● **Exercise data**
=== Section Start ===

//! On-demand reconciliation triggers

pub mod dto;
pub mod handlers;

pub use dto::*;
pub use handlers::*;
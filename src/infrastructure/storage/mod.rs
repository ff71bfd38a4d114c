//! Non-database storage backends

mod memory;

pub use memory::{
    InMemoryBookingRepository, InMemoryRepositoryProvider, InMemorySubscriptionRepository,
    InMemorySwapTransactionRepository,
};
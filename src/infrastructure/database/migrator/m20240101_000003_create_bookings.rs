//! Create bookings table
//!
//! At most one PENDING booking per driver, enforced by a partial unique index.

use sea_orm_migration::prelude::*;

#[derive(DeriveMigrationName)]
pub struct Migration;

#[async_trait::async_trait]
impl MigrationTrait for Migration {
    async fn up(&self, manager: &SchemaManager) -> Result<(), DbErr> {
        manager
            .create_table(
                Table::create()
                    .table(Bookings::Table)
                    .if_not_exists()
                    .col(
                        ColumnDef::new(Bookings::Id)
                            .integer()
                            .not_null()
                            .auto_increment()
                            .primary_key(),
                    )
                    .col(ColumnDef::new(Bookings::DriverId).string().not_null())
                    .col(ColumnDef::new(Bookings::StationId).string().not_null())
                    .col(ColumnDef::new(Bookings::BatteryModelId).string().not_null())
                    .col(
                        ColumnDef::new(Bookings::BookingTime)
                            .timestamp_with_time_zone()
                            .not_null(),
                    )
                    .col(
                        ColumnDef::new(Bookings::ScheduledTime)
                            .timestamp_with_time_zone()
                            .not_null(),
                    )
                    .col(
                        ColumnDef::new(Bookings::PaymentType)
                            .string()
                            .not_null()
                            .default("PER_SWAP"),
                    )
                    .col(ColumnDef::new(Bookings::PackageId).integer())
                    .col(ColumnDef::new(Bookings::PaymentId).string())
                    .col(
                        ColumnDef::new(Bookings::IsPaid)
                            .boolean()
                            .not_null()
                            .default(false),
                    )
                    .col(ColumnDef::new(Bookings::Notes).text())
                    .col(
                        ColumnDef::new(Bookings::Status)
                            .string()
                            .not_null()
                            .default("PENDING"),
                    )
                    .col(
                        ColumnDef::new(Bookings::CreatedAt)
                            .timestamp_with_time_zone()
                            .not_null(),
                    )
                    .col(
                        ColumnDef::new(Bookings::UpdatedAt)
                            .timestamp_with_time_zone()
                            .not_null(),
                    )
                    .to_owned(),
            )
            .await?;

        manager
            .create_index(
                Index::create()
                    .name("idx_bookings_driver")
                    .table(Bookings::Table)
                    .col(Bookings::DriverId)
                    .to_owned(),
            )
            .await?;

        manager
            .create_index(
                Index::create()
                    .name("idx_bookings_station")
                    .table(Bookings::Table)
                    .col(Bookings::StationId)
                    .to_owned(),
            )
            .await?;

        manager
            .create_index(
                Index::create()
                    .name("idx_bookings_status_scheduled")
                    .table(Bookings::Table)
                    .col(Bookings::Status)
                    .col(Bookings::ScheduledTime)
                    .to_owned(),
            )
            .await?;

        manager
            .get_connection()
            .execute_unprepared(
                "CREATE UNIQUE INDEX IF NOT EXISTS uq_bookings_pending_driver \
                 ON bookings (driver_id) WHERE status = 'PENDING'",
            )
            .await?;

        Ok(())
    }

    async fn down(&self, manager: &SchemaManager) -> Result<(), DbErr> {
        manager
            .drop_table(Table::drop().table(Bookings::Table).to_owned())
            .await
    }
}

#[derive(Iden)]
pub enum Bookings {
    Table,
    Id,
    DriverId,
    StationId,
    BatteryModelId,
    BookingTime,
    ScheduledTime,
    PaymentType,
    PackageId,
    PaymentId,
    IsPaid,
    Notes,
    Status,
    CreatedAt,
    UpdatedAt,
}
//! Battery swap service - CLI server
//!
//! Headless booking / swap / subscription service suitable for deployment
//! as a systemd service, Docker container, or standalone process.
//!
//! ```sh
//! # Run with default config (~/.config/swap-service/config.toml)
//! swap-cli
//!
//! # Custom config path and port
//! swap-cli --config /etc/swap-service/config.toml --api-port 8080
//!
//! # Validate config without starting
//! swap-cli --check
//!
//! # Issue an operator API key
//! swap-cli --generate-key
//! ```

use std::path::PathBuf;

use clap::Parser;
use tracing::{error, info};

use swap_service::config::{default_config_path, AppConfig, CONFIG_ENV_VAR};
use swap_service::infrastructure::crypto::{generate_api_key, hash_api_key};
use swap_service::server::{init_tracing, ServerHandle, ServerOptions};

/// Battery swap booking, transaction and subscription service.
#[derive(Parser, Debug)]
#[command(
    name = "swap-cli",
    version,
    about = "Battery swap lifecycle service",
    long_about = "REST API + event stream for battery-swap bookings, swap \
                  transactions and package subscriptions.\n\n\
                  Default config: ~/.config/swap-service/config.toml"
)]
struct Cli {
    /// Path to the configuration file (TOML).
    #[arg(short, long, env = CONFIG_ENV_VAR)]
    config: Option<PathBuf>,

    /// Override the REST API listen port.
    #[arg(long)]
    api_port: Option<u16>,

    /// Override the log level (trace, debug, info, warn, error).
    #[arg(short, long)]
    log_level: Option<String>,

    /// Validate the configuration file and exit without starting the server.
    #[arg(long)]
    check: bool,

    /// Skip database migrations on startup.
    #[arg(long)]
    no_migrate: bool,

    /// Print a new operator API key and its config hash, then exit.
    #[arg(long)]
    generate_key: bool,
}

#[tokio::main]
async fn main() -> Result<(), Box<dyn std::error::Error>> {
    let cli = Cli::parse();

    if cli.generate_key {
        let key = generate_api_key();
        println!("API key : {}", key);
        println!("Hash    : {}", hash_api_key(&key));
        println!();
        println!("Add the hash to [security] api_key_hashes and hand the key to the operator.");
        return Ok(());
    }

    // ── Load configuration ─────────────────────────────────────
    let config_path = cli.config.unwrap_or_else(default_config_path);
    let loaded = AppConfig::load(&config_path);
    let load_error = loaded.as_ref().err().map(|e| e.to_string());
    let mut config = loaded.unwrap_or_default();

    // ── Apply CLI overrides ────────────────────────────────────
    if let Some(port) = cli.api_port {
        config.server.api_port = port;
    }
    if let Some(ref level) = cli.log_level {
        config.logging.level = level.clone();
    }

    if cli.check {
        if let Some(e) = load_error {
            eprintln!("❌ Configuration is invalid: {}", e);
            std::process::exit(1);
        }
        println!("✅ Configuration is valid");
        println!("   Config file : {}", config_path.display());
        println!("   API address : {}:{}", config.server.api_host, config.server.api_port);
        println!("   Database    : {}", config.database.connection_url());
        println!("   Log level   : {}", config.logging.level);
        println!("   Operator keys: {}", config.security.api_key_hashes.len());
        return Ok(());
    }

    init_tracing(&config);
    match load_error {
        None => info!("Configuration loaded from {}", config_path.display()),
        Some(e) => {
            error!("Failed to load config from {}: {}", config_path.display(), e);
            error!("Using default configuration.");
        }
    }
    if let Some(port) = cli.api_port {
        info!("CLI override: api_port = {}", port);
    }
    if let Some(ref level) = cli.log_level {
        info!("CLI override: log_level = {}", level);
    }

    // ── Start server ───────────────────────────────────────────
    let handle = ServerHandle::start(ServerOptions {
        config,
        auto_migrate: !cli.no_migrate,
    })
    .await?;

    // Install OS signal handlers (SIGTERM, SIGINT)
    handle.install_signal_handler();

    info!("🚀 Press Ctrl+C to shutdown gracefully.");

    handle.shutdown_signal().wait().await;
    handle.wait().await;

    Ok(())
}
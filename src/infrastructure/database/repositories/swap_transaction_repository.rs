//! SeaORM implementation of SwapTransactionRepository

use async_trait::async_trait;
use chrono::{DateTime, Utc};
use log::debug;
use sea_orm::{
    ActiveModelTrait, ColumnTrait, Condition, DatabaseConnection, EntityTrait, PaginatorTrait,
    QueryFilter, QueryOrder, QuerySelect, Set,
};

use super::{corrupt_column, db_err, is_unique_violation};
use crate::domain::swap_transaction::{
    AmountScope, SwapTransaction, SwapTransactionRepository, SwapTransactionStatus,
};
use crate::domain::{DomainError, DomainResult};
use crate::infrastructure::database::entities::swap_transaction;

pub struct SeaOrmSwapTransactionRepository {
    db: DatabaseConnection,
}

impl SeaOrmSwapTransactionRepository {
    pub fn new(db: DatabaseConnection) -> Self {
        Self { db }
    }
}

fn model_to_domain(m: swap_transaction::Model) -> DomainResult<SwapTransaction> {
    let status = SwapTransactionStatus::from_str(&m.status)
        .ok_or_else(|| corrupt_column("swap_transaction", "status", &m.status))?;
    Ok(SwapTransaction {
        id: m.id,
        booking_id: m.booking_id,
        station_id: m.station_id,
        driver_id: m.driver_id,
        old_battery_id: m.old_battery_id,
        new_battery_id: m.new_battery_id,
        amount: m.amount,
        payment_method: m.payment_method,
        subscription_id: m.subscription_id,
        status,
        created_at: m.created_at,
        updated_at: m.updated_at,
    })
}

fn models_to_domain(models: Vec<swap_transaction::Model>) -> DomainResult<Vec<SwapTransaction>> {
    models.into_iter().map(model_to_domain).collect()
}

#[async_trait]
impl SwapTransactionRepository for SeaOrmSwapTransactionRepository {
    async fn insert(&self, tx: SwapTransaction) -> DomainResult<SwapTransaction> {
        debug!("Inserting swap transaction for booking {}", tx.booking_id);

        let booking_id = tx.booking_id;
        let model = swap_transaction::ActiveModel {
            booking_id: Set(tx.booking_id),
            station_id: Set(tx.station_id),
            driver_id: Set(tx.driver_id),
            old_battery_id: Set(tx.old_battery_id),
            new_battery_id: Set(tx.new_battery_id),
            amount: Set(tx.amount),
            payment_method: Set(tx.payment_method),
            subscription_id: Set(tx.subscription_id),
            status: Set(tx.status.as_str().to_string()),
            created_at: Set(tx.created_at),
            updated_at: Set(tx.updated_at),
            ..Default::default()
        };

        match model.insert(&self.db).await {
            Ok(m) => model_to_domain(m),
            Err(e) if is_unique_violation(&e) => Err(DomainError::DuplicateTransaction(booking_id)),
            Err(e) => Err(db_err(e)),
        }
    }

    async fn find_by_id(&self, id: i32) -> DomainResult<Option<SwapTransaction>> {
        swap_transaction::Entity::find_by_id(id)
            .one(&self.db)
            .await
            .map_err(db_err)?
            .map(model_to_domain)
            .transpose()
    }

    async fn find_by_booking(&self, booking_id: i32) -> DomainResult<Option<SwapTransaction>> {
        swap_transaction::Entity::find()
            .filter(swap_transaction::Column::BookingId.eq(booking_id))
            .one(&self.db)
            .await
            .map_err(db_err)?
            .map(model_to_domain)
            .transpose()
    }

    async fn update_if_status(
        &self,
        tx: &SwapTransaction,
        expected: SwapTransactionStatus,
    ) -> DomainResult<bool> {
        debug!("Updating swap transaction {} ({} -> {})", tx.id, expected, tx.status);

        let changes = swap_transaction::ActiveModel {
            status: Set(tx.status.as_str().to_string()),
            amount: Set(tx.amount),
            updated_at: Set(tx.updated_at),
            ..Default::default()
        };
        let result = swap_transaction::Entity::update_many()
            .set(changes)
            .filter(swap_transaction::Column::Id.eq(tx.id))
            .filter(swap_transaction::Column::Status.eq(expected.as_str()))
            .exec(&self.db)
            .await
            .map_err(db_err)?;
        Ok(result.rows_affected == 1)
    }

    async fn sum_successful(&self, scope: &AmountScope) -> DomainResult<i64> {
        let mut query = swap_transaction::Entity::find()
            .filter(swap_transaction::Column::Status.eq(SwapTransactionStatus::Success.as_str()));
        query = match scope {
            AmountScope::Driver(id) => query.filter(swap_transaction::Column::DriverId.eq(id.as_str())),
            AmountScope::Station(id) => {
                query.filter(swap_transaction::Column::StationId.eq(id.as_str()))
            }
        };

        let total: Option<Option<i64>> = query
            .select_only()
            .column_as(swap_transaction::Column::Amount.sum(), "total")
            .into_tuple()
            .one(&self.db)
            .await
            .map_err(db_err)?;
        Ok(total.flatten().unwrap_or(0))
    }

    async fn battery_history(&self, battery_id: &str) -> DomainResult<Vec<SwapTransaction>> {
        let models = swap_transaction::Entity::find()
            .filter(
                Condition::any()
                    .add(swap_transaction::Column::OldBatteryId.eq(battery_id))
                    .add(swap_transaction::Column::NewBatteryId.eq(battery_id)),
            )
            .order_by_desc(swap_transaction::Column::CreatedAt)
            .order_by_desc(swap_transaction::Column::Id)
            .all(&self.db)
            .await
            .map_err(db_err)?;
        models_to_domain(models)
    }

    async fn find_pending_before(
        &self,
        cutoff: DateTime<Utc>,
        limit: u64,
    ) -> DomainResult<Vec<SwapTransaction>> {
        let models = swap_transaction::Entity::find()
            .filter(swap_transaction::Column::Status.eq(SwapTransactionStatus::Pending.as_str()))
            .filter(swap_transaction::Column::CreatedAt.lt(cutoff))
            .order_by_asc(swap_transaction::Column::CreatedAt)
            .order_by_asc(swap_transaction::Column::Id)
            .limit(limit)
            .all(&self.db)
            .await
            .map_err(db_err)?;
        models_to_domain(models)
    }

    async fn count_successful_for_subscription(&self, subscription_id: i32) -> DomainResult<u64> {
        swap_transaction::Entity::find()
            .filter(swap_transaction::Column::SubscriptionId.eq(subscription_id))
            .filter(swap_transaction::Column::Status.eq(SwapTransactionStatus::Success.as_str()))
            .count(&self.db)
            .await
            .map_err(db_err)
    }
}

#[cfg(test)]
mod tests {
    use super::*;
    use crate::domain::booking::{Booking, BookingRepository, NewBooking, PaymentType};
    use crate::domain::swap_transaction::NewSwapTransaction;
    use crate::infrastructure::database::repositories::booking_repository::SeaOrmBookingRepository;
    use crate::infrastructure::database::repositories::test_support::test_db;
    use chrono::Duration;

    async fn seed_booking(db: &DatabaseConnection, driver: &str) -> i32 {
        let repo = SeaOrmBookingRepository::new(db.clone());
        let booking = Booking::new(
            NewBooking {
                driver_id: driver.into(),
                station_id: "station-1".into(),
                battery_model_id: "BM-48V".into(),
                scheduled_time: Utc::now(),
                payment_type: PaymentType::PerSwap,
                package_id: None,
                notes: None,
            },
            Utc::now(),
        );
        repo.insert(booking).await.unwrap().id
    }

    fn tx(booking_id: i32, driver: &str, old: &str, new: &str, amount: i64) -> SwapTransaction {
        SwapTransaction::new(
            NewSwapTransaction {
                booking_id,
                station_id: "station-1".into(),
                driver_id: driver.into(),
                old_battery_id: old.into(),
                new_battery_id: new.into(),
                amount,
                payment_method: "CASH".into(),
            },
            None,
            Utc::now(),
        )
    }

    #[tokio::test]
    async fn second_transaction_for_booking_is_rejected() {
        let db = test_db().await;
        let booking_id = seed_booking(&db, "driver-1").await;
        let repo = SeaOrmSwapTransactionRepository::new(db);

        repo.insert(tx(booking_id, "driver-1", "B1", "B2", 5_000)).await.unwrap();
        let err = repo
            .insert(tx(booking_id, "driver-1", "B1", "B3", 5_000))
            .await
            .unwrap_err();
        assert_eq!(err, DomainError::DuplicateTransaction(booking_id));
    }

    #[tokio::test]
    async fn status_compare_and_set() {
        let db = test_db().await;
        let booking_id = seed_booking(&db, "driver-1").await;
        let repo = SeaOrmSwapTransactionRepository::new(db);
        let stored = repo.insert(tx(booking_id, "driver-1", "B1", "B2", 5_000)).await.unwrap();

        let mut ok = stored.clone();
        ok.succeed(Utc::now()).unwrap();
        let mut failed = stored.clone();
        failed.fail(Utc::now()).unwrap();

        assert!(repo.update_if_status(&ok, SwapTransactionStatus::Pending).await.unwrap());
        assert!(!repo.update_if_status(&failed, SwapTransactionStatus::Pending).await.unwrap());
        let current = repo.find_by_booking(booking_id).await.unwrap().unwrap();
        assert_eq!(current.status, SwapTransactionStatus::Success);
    }

    #[tokio::test]
    async fn sums_only_successful_amounts() {
        let db = test_db().await;
        let b1 = seed_booking(&db, "driver-1").await;
        let b2 = seed_booking(&db, "driver-2").await;
        let b3 = seed_booking(&db, "driver-3").await;
        let repo = SeaOrmSwapTransactionRepository::new(db);

        for (booking_id, driver, amount, succeed) in [
            (b1, "driver-1", 5_000, true),
            (b2, "driver-1", 7_000, true),
            (b3, "driver-1", 9_000, false),
        ] {
            let mut stored = repo.insert(tx(booking_id, driver, "B1", "B2", amount)).await.unwrap();
            if succeed {
                stored.succeed(Utc::now()).unwrap();
                repo.update_if_status(&stored, SwapTransactionStatus::Pending).await.unwrap();
            }
        }

        let driver_total = repo
            .sum_successful(&AmountScope::Driver("driver-1".into()))
            .await
            .unwrap();
        assert_eq!(driver_total, 12_000);
        let nobody = repo
            .sum_successful(&AmountScope::Station("station-9".into()))
            .await
            .unwrap();
        assert_eq!(nobody, 0);
    }

    #[tokio::test]
    async fn battery_history_matches_either_side() {
        let db = test_db().await;
        let b1 = seed_booking(&db, "driver-1").await;
        let b2 = seed_booking(&db, "driver-2").await;
        let b3 = seed_booking(&db, "driver-3").await;
        let repo = SeaOrmSwapTransactionRepository::new(db);

        let first = repo.insert(tx(b1, "driver-1", "B1", "B2", 1)).await.unwrap();
        let second = repo.insert(tx(b2, "driver-2", "B2", "B3", 1)).await.unwrap();
        repo.insert(tx(b3, "driver-3", "B4", "B5", 1)).await.unwrap();

        let history = repo.battery_history("B2").await.unwrap();
        let ids: Vec<i32> = history.iter().map(|t| t.id).collect();
        assert_eq!(ids.len(), 2);
        assert!(ids.contains(&first.id) && ids.contains(&second.id));
        assert!(repo.battery_history("B9").await.unwrap().is_empty());
    }

    #[tokio::test]
    async fn pending_before_cutoff_oldest_first() {
        let db = test_db().await;
        let b1 = seed_booking(&db, "driver-1").await;
        let b2 = seed_booking(&db, "driver-2").await;
        let repo = SeaOrmSwapTransactionRepository::new(db);

        let mut old = tx(b1, "driver-1", "B1", "B2", 1);
        old.created_at = Utc::now() - Duration::hours(5);
        let old = repo.insert(old).await.unwrap();
        repo.insert(tx(b2, "driver-2", "B3", "B4", 1)).await.unwrap();

        let stuck = repo
            .find_pending_before(Utc::now() - Duration::hours(2), 10)
            .await
            .unwrap();
        assert_eq!(stuck.iter().map(|t| t.id).collect::<Vec<_>>(), vec![old.id]);
    }
}
pub mod entities;
pub mod migrator;
pub mod repositories;

use std::time::Duration;

use sea_orm::{ConnectOptions, Database, DatabaseConnection};
use tracing::info;

/// Database configuration
#[derive(Debug, Clone)]
pub struct DatabaseConfig {
    /// Database URL (e.g., "sqlite://./swap-service.db?mode=rwc")
    pub url: String,
    pub max_connections: u32,
}

impl Default for DatabaseConfig {
    fn default() -> Self {
        Self {
            url: "sqlite://./swap-service.db?mode=rwc".to_string(),
            max_connections: 10,
        }
    }
}

impl DatabaseConfig {
    /// Create config for SQLite
    pub fn sqlite(path: &str) -> Self {
        Self {
            url: format!("sqlite://{}?mode=rwc", path),
            ..Default::default()
        }
    }
}

impl From<&crate::config::DatabaseSettings> for DatabaseConfig {
    fn from(settings: &crate::config::DatabaseSettings) -> Self {
        Self {
            url: settings.connection_url(),
            max_connections: settings.max_connections.max(1),
        }
    }
}

/// Initialize database connection
pub async fn init_database(config: &DatabaseConfig) -> Result<DatabaseConnection, sea_orm::DbErr> {
    info!("Connecting to database: {}", config.url);
    let mut opts = ConnectOptions::new(config.url.clone());
    opts.max_connections(config.max_connections)
        .connect_timeout(Duration::from_secs(10))
        .sqlx_logging(false);
    let db = Database::connect(opts).await?;
    info!("Database connected successfully");
    Ok(db)
}
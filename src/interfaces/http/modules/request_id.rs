//! `X-Request-Id` propagation
//!
//! Reuses the caller's id or mints a uuid v4, runs the request inside a
//! span carrying it and echoes it on the response.

use axum::{body::Body, http::Request, middleware::Next, response::Response};
use tracing::Instrument;
use uuid::Uuid;

pub const REQUEST_ID_HEADER: &str = "x-request-id";

/// Request id, available to handlers as `Extension<RequestId>`
#[derive(Clone, Debug)]
pub struct RequestId(pub String);

pub async fn request_id_middleware(mut request: Request<Body>, next: Next) -> Response {
    let request_id = request
        .headers()
        .get(REQUEST_ID_HEADER)
        .and_then(|v| v.to_str().ok())
        .filter(|v| !v.is_empty() && v.len() <= 128)
        .map(String::from)
        .unwrap_or_else(|| Uuid::new_v4().to_string());

    request.extensions_mut().insert(RequestId(request_id.clone()));

    let span = tracing::info_span!(
        "request",
        request_id = %request_id,
        method = %request.method(),
        uri = %request.uri(),
    );
    let mut response = next.run(request).instrument(span).await;

    if let Ok(value) = request_id.parse() {
        response.headers_mut().insert(REQUEST_ID_HEADER, value);
    }
    response
}
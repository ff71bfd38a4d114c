//! Shared HTTP types: response envelope, pagination and error mapping

pub mod validated_json;

use axum::http::StatusCode;
use axum::Json;
use serde::{Deserialize, Serialize};
use tracing::error;
use utoipa::ToSchema;

use crate::domain::DomainError;
use crate::shared::{PaginatedResult, PaginationParams};

pub use validated_json::ValidatedJson;

/// Standard API response envelope
///
/// Success: `{"success": true, "data": {...}}`.
/// Failure: `{"success": false, "error": "...", "code": "quota_exhausted"}`.
#[derive(Debug, Serialize, Deserialize, ToSchema)]
pub struct ApiResponse<T> {
    pub success: bool,
    pub data: Option<T>,
    #[serde(skip_serializing_if = "Option::is_none")]
    pub error: Option<String>,
    /// Machine-readable error kind
    #[serde(skip_serializing_if = "Option::is_none")]
    pub code: Option<String>,
}

impl<T> ApiResponse<T> {
    pub fn success(data: T) -> Self {
        Self {
            success: true,
            data: Some(data),
            error: None,
            code: None,
        }
    }

    pub fn error(message: impl Into<String>) -> Self {
        Self {
            success: false,
            data: None,
            error: Some(message.into()),
            code: None,
        }
    }

    pub fn error_with_code(message: impl Into<String>, code: &str) -> Self {
        Self {
            code: Some(code.to_string()),
            ..Self::error(message)
        }
    }
}

/// Paginated list response
#[derive(Debug, Serialize, Deserialize, ToSchema)]
pub struct PaginatedResponse<T> {
    pub items: Vec<T>,
    /// Total matching items across all pages
    pub total: u64,
    /// Current page (1-based)
    pub page: u32,
    pub limit: u32,
    pub total_pages: u32,
}

impl<T> PaginatedResponse<T> {
    pub fn from_result<S>(result: PaginatedResult<S>, f: impl FnMut(S) -> T) -> Self {
        let result = result.map(f);
        Self {
            items: result.items,
            total: result.total,
            page: result.page,
            limit: result.limit,
            total_pages: result.total_pages,
        }
    }
}

/// Pagination query parameters
#[derive(Debug, Clone, Copy, Deserialize, ToSchema, utoipa::IntoParams)]
pub struct PaginationQuery {
    /// Page number (from 1). Default 1
    #[serde(default = "default_page")]
    pub page: u32,
    /// Items per page (1-100). Default 50
    #[serde(default = "default_limit")]
    pub limit: u32,
}

fn default_page() -> u32 {
    1
}

fn default_limit() -> u32 {
    50
}

impl From<PaginationQuery> for PaginationParams {
    fn from(q: PaginationQuery) -> Self {
        PaginationParams::normalized(q.page, q.limit)
    }
}

/// Error half of every handler result
pub type ApiError = (StatusCode, Json<ApiResponse<()>>);

pub type ApiResult<T> = Result<Json<ApiResponse<T>>, ApiError>;

pub fn status_for(e: &DomainError) -> StatusCode {
    match e {
        DomainError::NotFound { .. } => StatusCode::NOT_FOUND,
        DomainError::Validation(_) => StatusCode::BAD_REQUEST,
        DomainError::InvalidStateTransition { .. }
        | DomainError::AlreadyCompleted(_)
        | DomainError::DriverHasPendingBooking(_)
        | DomainError::AlreadyHasActiveSubscription(_)
        | DomainError::DuplicateTransaction(_)
        | DomainError::NoActiveSubscription(_)
        | DomainError::QuotaExhausted(_) => StatusCode::CONFLICT,
        DomainError::Storage(_) => StatusCode::INTERNAL_SERVER_ERROR,
    }
}

/// Map a domain error to status + envelope. Storage details stay in the log.
pub fn domain_error(e: DomainError) -> ApiError {
    let status = status_for(&e);
    let message = match &e {
        DomainError::Storage(detail) => {
            error!(error = %detail, "Storage failure while handling request");
            "Internal storage error".to_string()
        }
        other => other.to_string(),
    };
    (status, Json(ApiResponse::error_with_code(message, e.kind())))
}

pub fn bad_request(message: impl Into<String>) -> ApiError {
    (
        StatusCode::BAD_REQUEST,
        Json(ApiResponse::error_with_code(message, "validation_error")),
    )
}

pub fn ok<T>(data: T) -> ApiResult<T> {
    Ok(Json(ApiResponse::success(data)))
}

=== Section End ===

In the records, find every line that has the string "Condition" and copy it.

    ActiveModelTrait, ColumnTrait, Condition, DatabaseConnection, EntityTrait, PaginatorTrait,
                Condition::any()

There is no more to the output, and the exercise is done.